Task inputs below:

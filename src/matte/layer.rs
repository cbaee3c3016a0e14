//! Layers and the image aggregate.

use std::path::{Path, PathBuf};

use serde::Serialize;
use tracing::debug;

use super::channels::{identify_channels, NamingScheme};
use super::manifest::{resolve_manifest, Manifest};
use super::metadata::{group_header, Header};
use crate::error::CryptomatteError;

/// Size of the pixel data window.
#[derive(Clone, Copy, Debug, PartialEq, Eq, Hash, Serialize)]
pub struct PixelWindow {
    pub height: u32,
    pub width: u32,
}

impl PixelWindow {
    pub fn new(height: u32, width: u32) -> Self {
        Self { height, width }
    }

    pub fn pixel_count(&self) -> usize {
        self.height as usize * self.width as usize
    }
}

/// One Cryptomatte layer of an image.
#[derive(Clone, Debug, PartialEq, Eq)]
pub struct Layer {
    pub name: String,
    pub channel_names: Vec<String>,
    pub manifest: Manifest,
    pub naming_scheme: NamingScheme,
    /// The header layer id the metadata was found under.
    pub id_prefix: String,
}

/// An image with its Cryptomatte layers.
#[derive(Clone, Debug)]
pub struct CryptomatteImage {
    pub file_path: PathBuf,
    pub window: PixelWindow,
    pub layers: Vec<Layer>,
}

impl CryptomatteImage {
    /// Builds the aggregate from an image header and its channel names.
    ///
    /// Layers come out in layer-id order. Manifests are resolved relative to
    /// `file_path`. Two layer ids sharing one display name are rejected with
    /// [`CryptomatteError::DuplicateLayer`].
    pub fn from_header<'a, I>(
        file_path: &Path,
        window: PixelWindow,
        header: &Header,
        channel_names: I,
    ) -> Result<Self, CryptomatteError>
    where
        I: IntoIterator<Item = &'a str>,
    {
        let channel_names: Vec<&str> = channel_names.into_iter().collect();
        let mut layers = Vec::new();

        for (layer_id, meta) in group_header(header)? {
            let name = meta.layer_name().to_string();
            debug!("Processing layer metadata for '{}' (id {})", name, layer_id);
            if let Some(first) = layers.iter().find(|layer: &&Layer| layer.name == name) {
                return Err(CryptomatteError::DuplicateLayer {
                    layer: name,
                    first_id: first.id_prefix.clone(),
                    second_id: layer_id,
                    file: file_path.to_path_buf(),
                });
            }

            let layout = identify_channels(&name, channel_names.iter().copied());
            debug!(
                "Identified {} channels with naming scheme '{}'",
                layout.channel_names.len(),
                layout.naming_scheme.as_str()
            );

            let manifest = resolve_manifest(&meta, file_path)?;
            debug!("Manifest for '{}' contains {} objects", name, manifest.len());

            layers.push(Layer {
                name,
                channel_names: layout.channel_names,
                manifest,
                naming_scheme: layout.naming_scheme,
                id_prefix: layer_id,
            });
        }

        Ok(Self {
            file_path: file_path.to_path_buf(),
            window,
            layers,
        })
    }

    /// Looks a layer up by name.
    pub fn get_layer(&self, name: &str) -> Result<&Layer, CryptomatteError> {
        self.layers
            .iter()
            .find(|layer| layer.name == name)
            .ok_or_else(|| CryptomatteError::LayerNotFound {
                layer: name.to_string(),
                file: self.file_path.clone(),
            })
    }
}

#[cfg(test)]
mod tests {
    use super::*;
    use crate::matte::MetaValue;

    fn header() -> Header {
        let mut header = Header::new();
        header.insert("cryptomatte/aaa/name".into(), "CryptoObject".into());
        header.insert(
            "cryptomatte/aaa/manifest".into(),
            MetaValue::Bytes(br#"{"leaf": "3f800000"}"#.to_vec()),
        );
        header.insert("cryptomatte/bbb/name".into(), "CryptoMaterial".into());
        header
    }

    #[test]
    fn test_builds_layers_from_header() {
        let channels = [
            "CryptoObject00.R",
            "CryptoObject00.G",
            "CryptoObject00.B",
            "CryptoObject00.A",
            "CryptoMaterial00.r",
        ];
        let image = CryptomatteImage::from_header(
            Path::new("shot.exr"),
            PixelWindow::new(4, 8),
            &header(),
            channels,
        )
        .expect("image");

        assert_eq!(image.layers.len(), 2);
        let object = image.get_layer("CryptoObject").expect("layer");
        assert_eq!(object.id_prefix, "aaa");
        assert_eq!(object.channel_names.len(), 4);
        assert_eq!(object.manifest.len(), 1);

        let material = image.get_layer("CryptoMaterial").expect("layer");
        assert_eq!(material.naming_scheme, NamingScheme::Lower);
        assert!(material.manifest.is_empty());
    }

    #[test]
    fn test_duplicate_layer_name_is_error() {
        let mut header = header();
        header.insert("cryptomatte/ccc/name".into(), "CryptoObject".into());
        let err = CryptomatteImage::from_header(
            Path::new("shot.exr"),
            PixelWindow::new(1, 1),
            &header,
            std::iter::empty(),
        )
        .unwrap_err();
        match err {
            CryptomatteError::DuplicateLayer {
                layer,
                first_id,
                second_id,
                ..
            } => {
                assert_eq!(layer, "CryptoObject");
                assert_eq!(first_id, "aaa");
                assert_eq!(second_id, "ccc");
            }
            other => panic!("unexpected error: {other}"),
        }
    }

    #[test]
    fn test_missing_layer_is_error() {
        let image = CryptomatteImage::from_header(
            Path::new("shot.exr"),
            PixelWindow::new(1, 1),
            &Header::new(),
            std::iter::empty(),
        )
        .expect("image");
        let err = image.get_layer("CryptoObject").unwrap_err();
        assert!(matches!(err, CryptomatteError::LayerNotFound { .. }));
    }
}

End of Task inputs.
Task inputs below:

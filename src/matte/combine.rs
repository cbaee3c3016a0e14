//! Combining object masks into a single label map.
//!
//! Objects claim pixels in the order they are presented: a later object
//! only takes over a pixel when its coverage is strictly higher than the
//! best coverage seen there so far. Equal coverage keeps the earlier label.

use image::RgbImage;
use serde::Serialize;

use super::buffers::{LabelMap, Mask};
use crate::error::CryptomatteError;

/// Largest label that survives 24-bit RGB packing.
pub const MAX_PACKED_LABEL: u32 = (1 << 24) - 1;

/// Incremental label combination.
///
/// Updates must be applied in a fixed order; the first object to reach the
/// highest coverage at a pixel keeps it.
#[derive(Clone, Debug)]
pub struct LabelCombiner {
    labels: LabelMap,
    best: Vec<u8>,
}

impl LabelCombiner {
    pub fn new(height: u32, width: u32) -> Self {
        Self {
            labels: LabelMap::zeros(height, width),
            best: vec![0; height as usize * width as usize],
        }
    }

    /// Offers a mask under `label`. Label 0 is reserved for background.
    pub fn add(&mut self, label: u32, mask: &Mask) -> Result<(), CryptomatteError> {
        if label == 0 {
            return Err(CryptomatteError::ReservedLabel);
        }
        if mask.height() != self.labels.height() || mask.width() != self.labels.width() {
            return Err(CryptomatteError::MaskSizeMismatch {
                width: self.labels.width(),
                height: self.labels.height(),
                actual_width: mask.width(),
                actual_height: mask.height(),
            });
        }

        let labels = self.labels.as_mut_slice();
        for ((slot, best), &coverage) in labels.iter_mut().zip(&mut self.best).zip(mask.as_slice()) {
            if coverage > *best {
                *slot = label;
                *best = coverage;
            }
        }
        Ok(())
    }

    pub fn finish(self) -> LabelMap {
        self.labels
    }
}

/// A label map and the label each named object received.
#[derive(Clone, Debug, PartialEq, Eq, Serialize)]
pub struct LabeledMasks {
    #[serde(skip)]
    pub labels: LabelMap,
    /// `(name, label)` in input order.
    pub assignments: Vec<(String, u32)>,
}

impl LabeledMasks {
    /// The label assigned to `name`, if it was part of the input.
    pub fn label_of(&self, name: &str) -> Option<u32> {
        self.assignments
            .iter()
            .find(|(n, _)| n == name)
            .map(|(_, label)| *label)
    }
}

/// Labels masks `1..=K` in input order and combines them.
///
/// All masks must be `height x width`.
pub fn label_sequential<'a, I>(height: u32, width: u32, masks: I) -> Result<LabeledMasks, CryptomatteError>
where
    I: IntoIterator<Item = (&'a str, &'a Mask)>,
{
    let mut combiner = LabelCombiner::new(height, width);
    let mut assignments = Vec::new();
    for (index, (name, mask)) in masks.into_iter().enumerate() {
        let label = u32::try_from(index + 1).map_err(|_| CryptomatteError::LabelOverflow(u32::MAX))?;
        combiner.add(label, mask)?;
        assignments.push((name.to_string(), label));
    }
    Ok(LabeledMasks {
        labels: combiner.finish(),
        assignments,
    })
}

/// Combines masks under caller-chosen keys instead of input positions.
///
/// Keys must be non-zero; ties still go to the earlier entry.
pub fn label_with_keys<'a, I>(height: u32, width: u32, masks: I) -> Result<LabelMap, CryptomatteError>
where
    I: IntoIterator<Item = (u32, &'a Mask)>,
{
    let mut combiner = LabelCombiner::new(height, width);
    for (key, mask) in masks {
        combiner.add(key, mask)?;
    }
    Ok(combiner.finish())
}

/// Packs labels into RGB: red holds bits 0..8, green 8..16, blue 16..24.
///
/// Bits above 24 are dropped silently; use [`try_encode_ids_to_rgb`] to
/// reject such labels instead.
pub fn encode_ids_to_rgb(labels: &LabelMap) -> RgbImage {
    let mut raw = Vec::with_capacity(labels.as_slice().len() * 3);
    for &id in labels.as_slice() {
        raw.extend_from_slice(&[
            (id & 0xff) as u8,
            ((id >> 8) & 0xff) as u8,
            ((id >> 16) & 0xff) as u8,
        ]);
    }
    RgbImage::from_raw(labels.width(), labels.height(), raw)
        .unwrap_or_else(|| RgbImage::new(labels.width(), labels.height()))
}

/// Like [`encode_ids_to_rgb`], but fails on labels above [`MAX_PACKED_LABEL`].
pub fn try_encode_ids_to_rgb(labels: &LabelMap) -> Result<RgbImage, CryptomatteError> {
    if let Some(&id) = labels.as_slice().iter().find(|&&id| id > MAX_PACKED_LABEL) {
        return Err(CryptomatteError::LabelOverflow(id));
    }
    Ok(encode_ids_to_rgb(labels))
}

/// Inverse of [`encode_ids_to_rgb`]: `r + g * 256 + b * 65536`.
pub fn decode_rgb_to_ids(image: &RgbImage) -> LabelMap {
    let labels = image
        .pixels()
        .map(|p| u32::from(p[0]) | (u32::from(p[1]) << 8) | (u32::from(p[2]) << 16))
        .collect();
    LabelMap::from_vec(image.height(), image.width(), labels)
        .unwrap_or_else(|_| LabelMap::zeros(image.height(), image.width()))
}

End of Task inputs.

**Problem details:** Find how many lines of the listing hold "order" and give the number by itself.

**Exercise answer:** 5